Какъ разъ теперь, когда я пишу эту бѣглую и, сознаюсь самъ, крайне поверхностную характеристику, притомъ, не самой писательницы, а только ея измѣнившагося положенiя, у меня лежитъ на столѣ одно из минiатюрныхъ прозведенiй Жоржа Занда, повидимому, совершенно опровергающее мой взглядъ. За нѣсколько недѣль до смерти писательницы, вышла въ русскомъ переводѣ ея сказка «Заколдованный или говорящiй дубъ», сказка нетолько безъ сказочнаго элемента, но, напротивъ, съ преобладающимъ утилитарнымъ и морализующимъ направленiемъ.
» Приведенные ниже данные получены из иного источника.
/// Result type for minimap operations.
pub type MinimapResult<T> = Result<T, MinimapError>;

/// One mounted minimap instance.
pub struct Minimap<D, S, T, P>
where
    D: Document,
    S: Surface,
    T: TimerQueue,
    P: Panel,
{
    document: D,
    surface: S,
    timers: T,
    panel: P,
    pipeline: RenderPipeline,
    scheduler: RenderScheduler<T::Handle>,
    canvas: Size,
    last_report: Option<PassReport>,
    render_count: usize,
    destroyed: bool,
}

impl<D, S, T, P> Minimap<D, S, T, P>
where
    D: Document,
    S: Surface,
    T: TimerQueue,
    P: Panel,
{
    /// Attach the panel, paint the first frame and start the periodic
    /// refresh.
    pub fn mount(config: MinimapConfig, document: D, surface: S, timers: T, mut panel: P) -> MinimapResult<Self> {
        config.validate()?;
        panel.attach()?;

        let mut minimap = Self {
            scheduler: RenderScheduler::new(&config),
            pipeline: RenderPipeline::new(config),
            document,
            surface,
            timers,
            panel,
            canvas: Size::ZERO,
            last_report: None,
            render_count: 0,
            destroyed: false,
        };

        minimap.render(Trigger::Initial);
        minimap.scheduler.start(&mut minimap.timers);
        log::info!(
            "Minimap mounted ({}x{} canvas)",
            minimap.canvas.width,
            minimap.canvas.height
        );
        Ok(minimap)
    }

    pub fn document(&self) -> &D {
        &self.document
    }

    pub fn document_mut(&mut self) -> &mut D {
        &mut self.document
    }

    pub fn surface(&self) -> &S {
        &self.surface
    }

    pub fn panel(&self) -> &P {
        &self.panel
    }

    pub fn timers(&self) -> &T {
        &self.timers
    }

    pub fn is_enabled(&self) -> bool {
        self.scheduler.is_enabled()
    }

    pub fn is_destroyed(&self) -> bool {
        self.destroyed
    }

    /// Current logical canvas size.
    pub fn canvas_size(&self) -> Size {
        self.canvas
    }

    /// Report of the most recent render pass.
    pub fn last_report(&self) -> Option<&PassReport> {
        self.last_report.as_ref()
    }

    /// Number of render passes run so far.
    pub fn render_count(&self) -> usize {
        self.render_count
    }

    /// The page scrolled.
    pub fn on_scroll(&mut self) {
        if !self.destroyed {
            self.scheduler.scrolled(&mut self.timers);
        }
    }

    /// The window or the observed document resized.
    pub fn on_resize(&mut self) {
        if self.destroyed {
            return;
        }
        let action = self.scheduler.resized();
        self.apply(action);
    }

    /// A batch of mutation records arrived.
    ///
    /// Records targeting the minimap's own subtree are dropped. Any
    /// remaining child-list change or `style`/`class` change restarts the
    /// structural debounce; those that add or touch a highlight element also
    /// restart the highlight debounce.
    pub fn on_mutations(&mut self, records: &[MutationRecord<D::Element>]) {
        if self.destroyed {
            return;
        }

        let mut structural = false;
        let mut highlight = false;
        for record in records {
            if self.document.in_minimap(record.target()) {
                continue;
            }
            match record {
                MutationRecord::ChildList { added, .. } => {
                    structural = true;
                    highlight |= added
                        .iter()
                        .any(|element| is_highlight_element(&self.document, element));
                }
                MutationRecord::Attribute { target, name } => {
                    if !WATCHED_ATTRIBUTES.contains(&name.as_str()) {
                        continue;
                    }
                    structural = true;
                    highlight |= is_highlight_element(&self.document, target);
                }
            }
        }

        if structural {
            self.scheduler.structural_mutation(&mut self.timers);
        }
        if highlight {
            log::debug!("Highlight change detected");
            self.scheduler.highlight_mutation(&mut self.timers);
        }
    }

    /// A click landed `offset_y` pixels below the top of the canvas.
    pub fn on_click(&mut self, offset_y: f64) {
        if self.destroyed || !self.is_enabled() {
            return;
        }
        let metrics = self.document.metrics();
        let target = viewport::scroll_target(offset_y, self.canvas.height, &metrics);
        log::debug!("Minimap click at {} -> scroll to {}", offset_y, target);
        self.document.scroll_to(target);
    }

    /// A timer on `channel` fired.
    pub fn fire(&mut self, channel: Channel) {
        if self.destroyed {
            return;
        }
        let action = self.scheduler.fire(channel);
        self.apply(action);
    }

    /// Flip between enabled and disabled. Returns the new state.
    pub fn toggle(&mut self) -> bool {
        if self.destroyed {
            return false;
        }
        let action = self.scheduler.toggle();
        let enabled = self.scheduler.is_enabled();
        self.panel.set_visible(enabled);
        self.apply(action);
        log::info!("Minimap {}", if enabled { "enabled" } else { "disabled" });
        enabled
    }

    /// Cancel every timer and remove the panel. Idempotent; later calls to
    /// any method do nothing.
    pub fn destroy(&mut self) {
        if self.destroyed {
            return;
        }
        self.scheduler.stop(&mut self.timers);
        self.panel.detach();
        self.destroyed = true;
        log::info!("Minimap destroyed");
    }

    fn apply(&mut self, action: Action) {
        match action {
            Action::Render(trigger) => self.render(trigger),
            Action::UpdateViewport => self.update_viewport(),
            Action::Idle => {}
        }
    }

    fn render(&mut self, trigger: Trigger) {
        let report = self.pipeline.run(&self.document, &mut self.surface);
        self.canvas = report.canvas;
        self.panel.place_indicator(report.viewport);
        self.render_count += 1;
        log::debug!(
            "Render pass #{} ({:?}) took {:?}",
            self.render_count,
            trigger,
            report.elapsed
        );
        self.last_report = Some(report);
    }

    fn update_viewport(&mut self) {
        let metrics = self.document.metrics();
        let indicator = self.pipeline.viewport(&metrics, self.canvas.height);
        self.panel.place_indicator(indicator);
    }
}

impl<D, S, P> Minimap<D, S, ManualTimers, P>
where
    D: Document,
    S: Surface,
    P: Panel,
{
    /// Advance the virtual clock, firing every timer that comes due.
    pub fn advance(&mut self, by: Duration) {
        let until = self.timers.now() + by;
        while let Some(channel) = self.timers.pop_due(until) {
            self.fire(channel);
        }
        self.timers.set_now(until);
    }
}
Сказка отчасти смахиваетъ на «Робинзона Крузо»: маленькiй мальчикъ, пастухъ, убѣжалъ отъ гнѣва своего хозяина въ лѣсъ, поселился въ дуплѣ огромнаго дерева и научился самъ добывать себѣ все необходимое для жизни. Казалось бы, какой случай вывести передъ читателемъ всю загадочную, священную красоту лѣса, его прохладу и таинственность, его тишину, прерываемую лишь непонятными и странными звуками, его зеленую роскошь и живительный ароматъ, а между тѣмъ, ничего подобнаго я въ этой сказкѣ не нашолъ: маленькiй Эмми (герой разсказа) очень скоро опять завязываетъ сношенiя съ внѣшнимъ мiромъ и при этомъ обнаруживаетъ множество самыхъ образцовыхъ добродѣтелей, которыя и составляютъ самую суть дѣла. Сверхъ того, въ разныхъ мѣстахъ разбросаны описанiя работъ, исполняемыхъ Эмми. Это не идетъ къ сказкѣ, но идетъ къ утилитарному направленiю. Прославленiе труда и обличенiе тунеядства, олицетворяемаго старою нищенкою Катишь — вотъ главная мораль басни, и трѣзвый, нѣсколько дюжинный колоритъ произведенiя какъ бы говоритъ вамъ, что «въ нашъ практическiй вѣкъ» и сказки-то пишутся не такъ, какъ писались въ доброе старое время: вопервыхъ, безъ чудесъ; вовторыхъ, съ тенденцiей возвеличить трудъ и показать его торжество надъ тунеядствомъ. Можетъ быть, я преувеличиваю значенiе всего этого, но, помоему, тутъ признаки времени. Какая разница съ тою пылкою и великодушною мечтательницей, полною страсти, нѣги и дивныхъ лирическихъ акордовъ, которую мы знаемъ изъ «Лелiи»!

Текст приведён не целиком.